//! Ticker price history page.

use finboard_core::display::{Axis, ChartKind, ChartSpec, DeltaColor, MetricDisplay, TableSpec};
use finboard_core::PriceSeries;

use crate::page::{Page, Section, Tab};
use crate::DashboardError;

/// Build the price history page for a fetched series.
pub fn build_ticker_page(series: &PriceSeries) -> Result<Page, DashboardError> {
    let symbol = series.symbol.to_uppercase();
    let points = &series.points;

    let mut last_close = MetricDisplay::new(
        "Last Close",
        series
            .last()
            .map(|p| format!("{:.2}", p.close))
            .unwrap_or_else(|| "n/a".to_string()),
    );
    if let (Some(first), Some(last)) = (series.first(), series.last()) {
        let change = last.close - first.close;
        if change.is_finite() {
            let pct = if first.close != 0.0 {
                format!(" ({:+.2}%)", change / first.close * 100.0)
            } else {
                String::new()
            };
            last_close = last_close.with_delta(format!("{change:+.2}{pct}"), DeltaColor::Normal);
        }
    }

    let dates: Vec<_> = points.iter().map(|p| p.date).collect();
    let closes: Vec<f64> = points.iter().map(|p| p.close).collect();

    let chart = ChartSpec::new(ChartKind::Line, format!("{symbol} Closing Price"))
        .x(Axis::dates("Date", dates.clone()))
        .y(Axis::numbers("Close", closes.clone()));

    let raw = TableSpec::new(
        format!("{symbol} Raw Data"),
        vec![
            Axis::dates("Date", dates),
            Axis::numbers("Open", points.iter().map(|p| p.open).collect()),
            Axis::numbers("High", points.iter().map(|p| p.high).collect()),
            Axis::numbers("Low", points.iter().map(|p| p.low).collect()),
            Axis::numbers("Close", closes),
            Axis::numbers("Volume", points.iter().map(|p| p.volume as f64).collect()),
        ],
    );

    let page = Page::new(format!("{symbol} Price History")).tab(
        Tab::new("Price History").section(
            Section::new("Closing Price")
                .metrics(vec![last_close])
                .chart(chart)
                .table(raw),
        ),
    );
    page.validate()?;
    Ok(page)
}

#[cfg(test)]
mod tests {
    use super::*;
    use crate::page::Block;
    use chrono::NaiveDate;
    use finboard_core::display::AxisValues;
    use finboard_core::PricePoint;

    fn series(closes: &[f64]) -> PriceSeries {
        PriceSeries {
            symbol: "msft".into(),
            points: closes
                .iter()
                .enumerate()
                .map(|(i, &close)| PricePoint {
                    date: NaiveDate::from_ymd_opt(2024, 1, 2 + i as u32).unwrap(),
                    open: close - 1.0,
                    high: close + 1.0,
                    low: close - 2.0,
                    close,
                    volume: 1_000 * (i as u64 + 1),
                })
                .collect(),
        }
    }

    #[test]
    fn page_has_last_close_chart_and_raw_table() {
        let page = build_ticker_page(&series(&[100.0, 105.0, 110.0])).unwrap();
        assert_eq!(page.title, "MSFT Price History");

        let last = page.metric("Last Close").unwrap();
        assert_eq!(last.value, "110.00");
        let delta = last.delta.as_ref().unwrap();
        assert_eq!(delta.text, "+10.00 (+10.00%)");
        assert_eq!(delta.color, DeltaColor::Normal);

        let chart = page.charts().next().unwrap();
        assert_eq!(chart.kind, ChartKind::Line);
        assert_eq!(chart.point_count(), 3);

        let table = page.tabs[0].sections[0]
            .blocks
            .iter()
            .find_map(|b| match b {
                Block::Table { table } => Some(table),
                _ => None,
            })
            .unwrap();
        let names: Vec<_> = table.columns.iter().map(|c| c.label.as_str()).collect();
        assert_eq!(names, ["Date", "Open", "High", "Low", "Close", "Volume"]);
        assert_eq!(table.row_count(), 3);
        assert_eq!(table.columns[5].values, AxisValues::Numbers(vec![1_000.0, 2_000.0, 3_000.0]));
    }

    #[test]
    fn falling_price_gets_negative_delta() {
        let page = build_ticker_page(&series(&[50.0, 40.0])).unwrap();
        let delta = page.metric("Last Close").unwrap().delta.clone().unwrap();
        assert_eq!(delta.text, "-10.00 (-20.00%)");
    }

    #[test]
    fn single_point_has_zero_change() {
        let page = build_ticker_page(&series(&[42.0])).unwrap();
        let delta = page.metric("Last Close").unwrap().delta.clone().unwrap();
        assert_eq!(delta.text, "+0.00 (+0.00%)");
    }
}
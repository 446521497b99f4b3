//! Serializable dashboard settings.
//!
//! Loaded from an optional TOML file; every field has a default so an empty
//! file (or no file) yields the stock dashboard.
//!
//! ```toml
//! [statements]
//! top_revenue_users = 10
//! top_asset_users = 20
//! histogram_bins = 50
//!
//! [ticker]
//! range = "1y"
//! interval = "1d"
//! timeout_secs = 30
//! ```

use std::path::Path;
use std::time::Duration;

use finboard_core::ticker::yahoo::{DEFAULT_BASE_URL, DEFAULT_USER_AGENT};
use finboard_core::ticker::{HistoryRequest, YahooSettings};
use serde::{Deserialize, Serialize};
use thiserror::Error;

#[derive(Debug, Error)]
pub enum ConfigError {
    #[error("failed to read config file '{path}': {source}")]
    Read {
        path: String,
        source: std::io::Error,
    },

    #[error("failed to parse config TOML: {0}")]
    Parse(#[from] toml::de::Error),

    #[error("invalid config: {0}")]
    Invalid(String),
}

/// Top-level settings file.
#[derive(Debug, Clone, Default, PartialEq, Serialize, Deserialize)]
#[serde(default, deny_unknown_fields)]
pub struct DashboardConfig {
    pub statements: StatementSettings,
    pub ticker: TickerSettings,
}

impl DashboardConfig {
    /// Load and validate a config file.
    pub fn from_file(path: &Path) -> Result<Self, ConfigError> {
        let content = std::fs::read_to_string(path).map_err(|source| ConfigError::Read {
            path: path.display().to_string(),
            source,
        })?;
        Self::from_toml(&content)
    }

    /// Parse and validate a TOML string.
    pub fn from_toml(content: &str) -> Result<Self, ConfigError> {
        let config: Self = toml::from_str(content)?;
        config.validate()?;
        Ok(config)
    }

    pub fn validate(&self) -> Result<(), ConfigError> {
        let s = &self.statements;
        if s.top_revenue_users == 0 || s.top_asset_users == 0 {
            return Err(ConfigError::Invalid("top-N sizes must be at least 1".into()));
        }
        if s.histogram_bins == 0 {
            return Err(ConfigError::Invalid("histogram_bins must be at least 1".into()));
        }
        let t = &self.ticker;
        if t.range.trim().is_empty() || t.interval.trim().is_empty() {
            return Err(ConfigError::Invalid("ticker range and interval must be non-empty".into()));
        }
        if t.timeout_secs == 0 {
            return Err(ConfigError::Invalid("ticker timeout_secs must be at least 1".into()));
        }
        Ok(())
    }
}

/// Sizes used by the statement overview charts.
#[derive(Debug, Clone, PartialEq, Eq, Serialize, Deserialize)]
#[serde(default, deny_unknown_fields)]
pub struct StatementSettings {
    /// Slices in the revenue contribution pie.
    pub top_revenue_users: usize,
    /// Bars in the assets vs. liabilities chart.
    pub top_asset_users: usize,
    pub histogram_bins: usize,
}

impl Default for StatementSettings {
    fn default() -> Self {
        Self {
            top_revenue_users: 10,
            top_asset_users: 20,
            histogram_bins: 50,
        }
    }
}

/// Market-data endpoint and history window.
#[derive(Debug, Clone, PartialEq, Eq, Serialize, Deserialize)]
#[serde(default, deny_unknown_fields)]
pub struct TickerSettings {
    pub base_url: String,
    pub range: String,
    pub interval: String,
    pub timeout_secs: u64,
    pub user_agent: String,
}

impl Default for TickerSettings {
    fn default() -> Self {
        let request = HistoryRequest::default();
        Self {
            base_url: DEFAULT_BASE_URL.to_string(),
            range: request.range,
            interval: request.interval,
            timeout_secs: 30,
            user_agent: DEFAULT_USER_AGENT.to_string(),
        }
    }
}

impl TickerSettings {
    pub fn history_request(&self) -> HistoryRequest {
        HistoryRequest {
            range: self.range.clone(),
            interval: self.interval.clone(),
        }
    }

    pub fn yahoo(&self) -> YahooSettings {
        YahooSettings {
            base_url: self.base_url.clone(),
            timeout: Duration::from_secs(self.timeout_secs),
            user_agent: self.user_agent.clone(),
        }
    }
}

#[cfg(test)]
mod tests {
    use super::*;

    #[test]
    fn empty_toml_gives_defaults() {
        let config = DashboardConfig::from_toml("").unwrap();
        assert_eq!(config, DashboardConfig::default());
        assert_eq!(config.statements.top_revenue_users, 10);
        assert_eq!(config.statements.top_asset_users, 20);
        assert_eq!(config.statements.histogram_bins, 50);
        assert_eq!(config.ticker.history_request(), HistoryRequest::default());
    }

    #[test]
    fn partial_sections_keep_other_defaults() {
        let config = DashboardConfig::from_toml(
            r#"
[statements]
top_revenue_users = 5

[ticker]
range = "6mo"
"#,
        )
        .unwrap();
        assert_eq!(config.statements.top_revenue_users, 5);
        assert_eq!(config.statements.top_asset_users, 20);
        assert_eq!(config.ticker.range, "6mo");
        assert_eq!(config.ticker.interval, "1d");
        assert_eq!(config.ticker.yahoo().timeout, Duration::from_secs(30));
    }

    #[test]
    fn zero_sizes_are_rejected() {
        let err = DashboardConfig::from_toml("[statements]\nhistogram_bins = 0\n").unwrap_err();
        assert!(matches!(err, ConfigError::Invalid(_)));
        let err = DashboardConfig::from_toml("[ticker]\nrange = \"\"\n").unwrap_err();
        assert!(matches!(err, ConfigError::Invalid(_)));
    }

    #[test]
    fn unknown_keys_are_rejected() {
        let err = DashboardConfig::from_toml("[statements]\ntop_users = 3\n").unwrap_err();
        assert!(matches!(err, ConfigError::Parse(_)));
    }

    #[test]
    fn reads_from_file() {
        let dir = tempfile::tempdir().unwrap();
        let path = dir.path().join("finboard.toml");
        std::fs::write(&path, "[statements]\ntop_asset_users = 7\n").unwrap();
        let config = DashboardConfig::from_file(&path).unwrap();
        assert_eq!(config.statements.top_asset_users, 7);

        let missing = DashboardConfig::from_file(&dir.path().join("absent.toml"));
        assert!(matches!(missing, Err(ConfigError::Read { .. })));
    }
}
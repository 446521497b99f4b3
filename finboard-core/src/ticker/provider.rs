//! Price provider trait, series types and structured error types.
//!
//! The `PriceProvider` trait abstracts over market-data sources so the HTTP
//! implementation can be swapped or mocked in tests.

use chrono::NaiveDate;
use serde::{Deserialize, Serialize};
use thiserror::Error;

/// One daily OHLCV row as delivered by the provider.
#[derive(Debug, Clone, PartialEq, Serialize, Deserialize)]
pub struct PricePoint {
    pub date: NaiveDate,
    pub open: f64,
    pub high: f64,
    pub low: f64,
    pub close: f64,
    pub volume: u64,
}

/// Price history for one symbol, ascending by date.
#[derive(Debug, Clone, PartialEq, Serialize, Deserialize)]
pub struct PriceSeries {
    pub symbol: String,
    pub points: Vec<PricePoint>,
}

impl PriceSeries {
    pub fn is_empty(&self) -> bool {
        self.points.is_empty()
    }

    pub fn len(&self) -> usize {
        self.points.len()
    }

    pub fn first(&self) -> Option<&PricePoint> {
        self.points.first()
    }

    pub fn last(&self) -> Option<&PricePoint> {
        self.points.last()
    }
}

/// Window and granularity of a history request.
#[derive(Debug, Clone, PartialEq, Eq, Serialize, Deserialize)]
pub struct HistoryRequest {
    /// Provider range token, e.g. `1y`.
    pub range: String,
    /// Bar interval token, e.g. `1d`.
    pub interval: String,
}

impl Default for HistoryRequest {
    fn default() -> Self {
        Self {
            range: "1y".to_string(),
            interval: "1d".to_string(),
        }
    }
}

/// Errors from fetching a ticker's history.
///
/// These are designed to be displayable directly to the user.
#[derive(Debug, Error)]
pub enum TickerError {
    #[error("network error: {0}")]
    Network(String),

    #[error("provider returned an unexpected response: {0}")]
    Provider(String),

    #[error("no price history for '{symbol}' in the requested window")]
    EmptySeries { symbol: String },
}

/// Trait for market-data providers.
pub trait PriceProvider: Send + Sync {
    /// Human-readable name of this provider.
    fn name(&self) -> &str;

    /// Fetch daily price history for a symbol.
    fn fetch(&self, symbol: &str, request: &HistoryRequest) -> Result<PriceSeries, TickerError>;
}

/// Fetch history and reject an empty series, whichever provider is used.
pub fn fetch_history(
    provider: &dyn PriceProvider,
    symbol: &str,
    request: &HistoryRequest,
) -> Result<PriceSeries, TickerError> {
    let symbol = symbol.trim();
    tracing::info!(
        provider = provider.name(),
        symbol,
        range = %request.range,
        "fetching price history"
    );

    let series = provider.fetch(symbol, request)?;
    if series.is_empty() {
        return Err(TickerError::EmptySeries {
            symbol: symbol.to_string(),
        });
    }

    tracing::info!(symbol, rows = series.len(), "price history loaded");
    Ok(series)
}

#[cfg(test)]
mod tests {
    use super::*;

    struct Canned(Vec<PricePoint>);

    impl PriceProvider for Canned {
        fn name(&self) -> &str {
            "canned"
        }

        fn fetch(&self, symbol: &str, _: &HistoryRequest) -> Result<PriceSeries, TickerError> {
            Ok(PriceSeries {
                symbol: symbol.to_string(),
                points: self.0.clone(),
            })
        }
    }

    fn point(day: u32, close: f64) -> PricePoint {
        PricePoint {
            date: NaiveDate::from_ymd_opt(2024, 3, day).unwrap(),
            open: close,
            high: close,
            low: close,
            close,
            volume: 10,
        }
    }

    #[test]
    fn empty_series_is_an_error() {
        let err = fetch_history(&Canned(vec![]), "ZZZZ", &HistoryRequest::default()).unwrap_err();
        assert!(matches!(err, TickerError::EmptySeries { ref symbol } if symbol == "ZZZZ"));
    }

    #[test]
    fn symbol_is_trimmed_before_fetch() {
        let series =
            fetch_history(&Canned(vec![point(1, 10.0)]), "  AAPL ", &HistoryRequest::default())
                .unwrap();
        assert_eq!(series.symbol, "AAPL");
        assert_eq!(series.last().unwrap().close, 10.0);
    }

    #[test]
    fn default_request_is_one_year_daily() {
        let req = HistoryRequest::default();
        assert_eq!(req.range, "1y");
        assert_eq!(req.interval, "1d");
    }
}
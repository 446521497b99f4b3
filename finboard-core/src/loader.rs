//! Spreadsheet ingestion for statement tables.
//!
//! The format is sniffed from the bytes: zip and OLE2 containers go through
//! calamine (first worksheet), UTF-8 text is read as CSV. The first row is the
//! header; every `Metric` column plus `UserID` must be present. Workbook error
//! cells (`#DIV/0!`, `#N/A`, ...) load as missing values.

use std::collections::HashMap;
use std::io::Cursor;

use calamine::{open_workbook_auto_from_rs, Data, Reader};
use thiserror::Error;

use crate::record::{FinancialRecord, FinancialTable, Metric, USER_ID_COLUMN};

const ZIP_MAGIC: &[u8] = b"PK\x03\x04";
const OLE_MAGIC: &[u8] = &[0xD0, 0xCF, 0x11, 0xE0];

/// Errors from parsing an uploaded statement file.
#[derive(Debug, Error)]
pub enum ParseError {
    #[error("unrecognized spreadsheet format (expected xlsx, xls, ods or csv)")]
    UnrecognizedFormat,

    #[error("workbook could not be read: {0}")]
    Workbook(String),

    #[error("workbook has no worksheets")]
    NoWorksheet,

    #[error("csv could not be read: {0}")]
    Csv(#[from] csv::Error),

    #[error("file has no header row")]
    MissingHeader,

    #[error("missing required column(s): {}", .0.join(", "))]
    MissingColumns(Vec<String>),

    #[error("row {row}: missing UserID")]
    MissingUserId { row: usize },

    #[error("row {row}, column '{column}': expected a number, found '{value}'")]
    InvalidCell {
        row: usize,
        column: String,
        value: String,
    },
}

/// Spreadsheet container detected from leading bytes.
#[derive(Debug, Clone, Copy, PartialEq, Eq)]
pub enum SourceFormat {
    Workbook,
    Csv,
}

/// Sniff the container format of an uploaded file.
pub fn detect_format(bytes: &[u8]) -> Result<SourceFormat, ParseError> {
    if bytes.starts_with(ZIP_MAGIC) || bytes.starts_with(OLE_MAGIC) {
        Ok(SourceFormat::Workbook)
    } else if std::str::from_utf8(bytes).is_ok() {
        Ok(SourceFormat::Csv)
    } else {
        Err(ParseError::UnrecognizedFormat)
    }
}

/// Parse a statement file into a `FinancialTable`.
pub fn load_table(bytes: &[u8]) -> Result<FinancialTable, ParseError> {
    let format = detect_format(bytes)?;
    let sheet = match format {
        SourceFormat::Workbook => workbook_sheet(bytes)?,
        SourceFormat::Csv => csv_sheet(bytes)?,
    };
    let table = build_table(sheet)?;

    tracing::debug!(?format, rows = table.len(), "parsed statement table");
    let dupes = table.duplicate_ids();
    if !dupes.is_empty() {
        tracing::warn!(ids = ?dupes, "statement table contains duplicate UserID values");
    }
    Ok(table)
}

/// A cell normalized across formats.
#[derive(Debug, Clone, PartialEq)]
enum Cell {
    Empty,
    Number(f64),
    Text(String),
}

impl Cell {
    fn is_empty(&self) -> bool {
        match self {
            Cell::Empty => true,
            Cell::Text(s) => s.trim().is_empty(),
            Cell::Number(_) => false,
        }
    }

    fn render(&self) -> String {
        match self {
            Cell::Empty => String::new(),
            Cell::Number(v) => v.to_string(),
            Cell::Text(s) => s.clone(),
        }
    }
}

/// Raw rows plus the 1-based source row number of the first one.
struct Sheet {
    rows: Vec<Vec<Cell>>,
    first_row: usize,
}

fn workbook_sheet(bytes: &[u8]) -> Result<Sheet, ParseError> {
    let mut workbook = open_workbook_auto_from_rs(Cursor::new(bytes))
        .map_err(|e| ParseError::Workbook(e.to_string()))?;
    let range = workbook
        .worksheet_range_at(0)
        .ok_or(ParseError::NoWorksheet)?
        .map_err(|e| ParseError::Workbook(e.to_string()))?;

    // The range begins at the first used cell, not at A1.
    let first_row = range.start().map_or(1, |(row, _)| row as usize + 1);
    let rows = range
        .rows()
        .map(|row| row.iter().map(workbook_cell).collect())
        .collect();
    Ok(Sheet { rows, first_row })
}

fn workbook_cell(data: &Data) -> Cell {
    match data {
        Data::Empty => Cell::Empty,
        Data::Int(i) => Cell::Number(*i as f64),
        Data::Float(f) => Cell::Number(*f),
        Data::String(s) => Cell::Text(s.clone()),
        Data::Error(e) => {
            tracing::debug!(error = %e, "workbook error cell read as missing");
            Cell::Empty
        }
        other => Cell::Text(other.to_string()),
    }
}

fn csv_sheet(bytes: &[u8]) -> Result<Sheet, ParseError> {
    let mut reader = csv::ReaderBuilder::new()
        .has_headers(false)
        .flexible(true)
        .trim(csv::Trim::All)
        .from_reader(bytes);

    let mut rows = Vec::new();
    for record in reader.records() {
        let record = record?;
        rows.push(
            record
                .iter()
                .map(|field| {
                    if field.is_empty() {
                        Cell::Empty
                    } else {
                        Cell::Text(field.to_string())
                    }
                })
                .collect(),
        );
    }
    Ok(Sheet { rows, first_row: 1 })
}

/// Column positions of the required fields.
struct ColumnMap {
    user_id: usize,
    metrics: [usize; Metric::COUNT],
}

impl ColumnMap {
    fn from_header(header: &[Cell]) -> Result<Self, ParseError> {
        let positions: HashMap<String, usize> = header
            .iter()
            .enumerate()
            .map(|(i, cell)| (cell.render().trim().to_string(), i))
            .rev()
            .collect();

        let mut missing = Vec::new();
        let user_id = positions.get(USER_ID_COLUMN).copied();
        if user_id.is_none() {
            missing.push(USER_ID_COLUMN.to_string());
        }
        let mut metrics = [0usize; Metric::COUNT];
        for (slot, metric) in metrics.iter_mut().zip(Metric::ALL) {
            match positions.get(metric.column_name()) {
                Some(&i) => *slot = i,
                None => missing.push(metric.column_name().to_string()),
            }
        }

        match user_id {
            Some(user_id) if missing.is_empty() => Ok(Self { user_id, metrics }),
            _ => Err(ParseError::MissingColumns(missing)),
        }
    }
}

fn build_table(sheet: Sheet) -> Result<FinancialTable, ParseError> {
    let mut rows = sheet.rows.into_iter();
    let header = rows.next().ok_or(ParseError::MissingHeader)?;
    let columns = ColumnMap::from_header(&header)?;

    let mut records = Vec::new();
    // Row numbers are 1-based source rows; data starts below the header.
    for (offset, row) in rows.enumerate() {
        let row_number = sheet.first_row + offset + 1;
        if row.iter().all(Cell::is_empty) {
            continue;
        }
        let cell = |i: usize| row.get(i).unwrap_or(&Cell::Empty);

        let user_id = parse_user_id(cell(columns.user_id))
            .ok_or(ParseError::MissingUserId { row: row_number })?;

        let mut values = [f64::NAN; Metric::COUNT];
        for ((value, &index), metric) in values.iter_mut().zip(&columns.metrics).zip(Metric::ALL) {
            *value = parse_number(cell(index)).ok_or_else(|| ParseError::InvalidCell {
                row: row_number,
                column: metric.column_name().to_string(),
                value: cell(index).render(),
            })?;
        }
        records.push(FinancialRecord::from_values(user_id, values));
    }

    Ok(FinancialTable::new(records))
}

fn parse_user_id(cell: &Cell) -> Option<String> {
    match cell {
        Cell::Empty => None,
        Cell::Number(v) => Some(integral_id(*v).unwrap_or_else(|| v.to_string())),
        Cell::Text(s) => {
            let s = s.trim();
            if s.is_empty() {
                return None;
            }
            // "1001.0" names the same user as the numeric cell 1001.
            let integral = s
                .contains('.')
                .then(|| s.parse::<f64>().ok())
                .flatten()
                .and_then(integral_id);
            Some(integral.unwrap_or_else(|| s.to_string()))
        }
    }
}

fn integral_id(v: f64) -> Option<String> {
    (v.fract() == 0.0 && v.abs() < 1e15).then(|| format!("{}", v as i64))
}

/// `Some(NaN)` for blank cells, `None` when the cell is not numeric.
fn parse_number(cell: &Cell) -> Option<f64> {
    match cell {
        Cell::Empty => Some(f64::NAN),
        Cell::Number(v) => Some(*v),
        Cell::Text(s) => {
            let s = s.trim();
            if s.is_empty() {
                Some(f64::NAN)
            } else {
                s.parse::<f64>().ok()
            }
        }
    }
}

# # # # #

Directions:
Print the lines above, unchanged, from the start of the records to the line with "a fetched series.", including that final line.

Completed exercise:
//! Ticker price history page.

use finboard_core::display::{Axis, ChartKind, ChartSpec, DeltaColor, MetricDisplay, TableSpec};
use finboard_core::PriceSeries;

use crate::page::{Page, Section, Tab};
use crate::DashboardError;

/// Build the price history page for a fetched series.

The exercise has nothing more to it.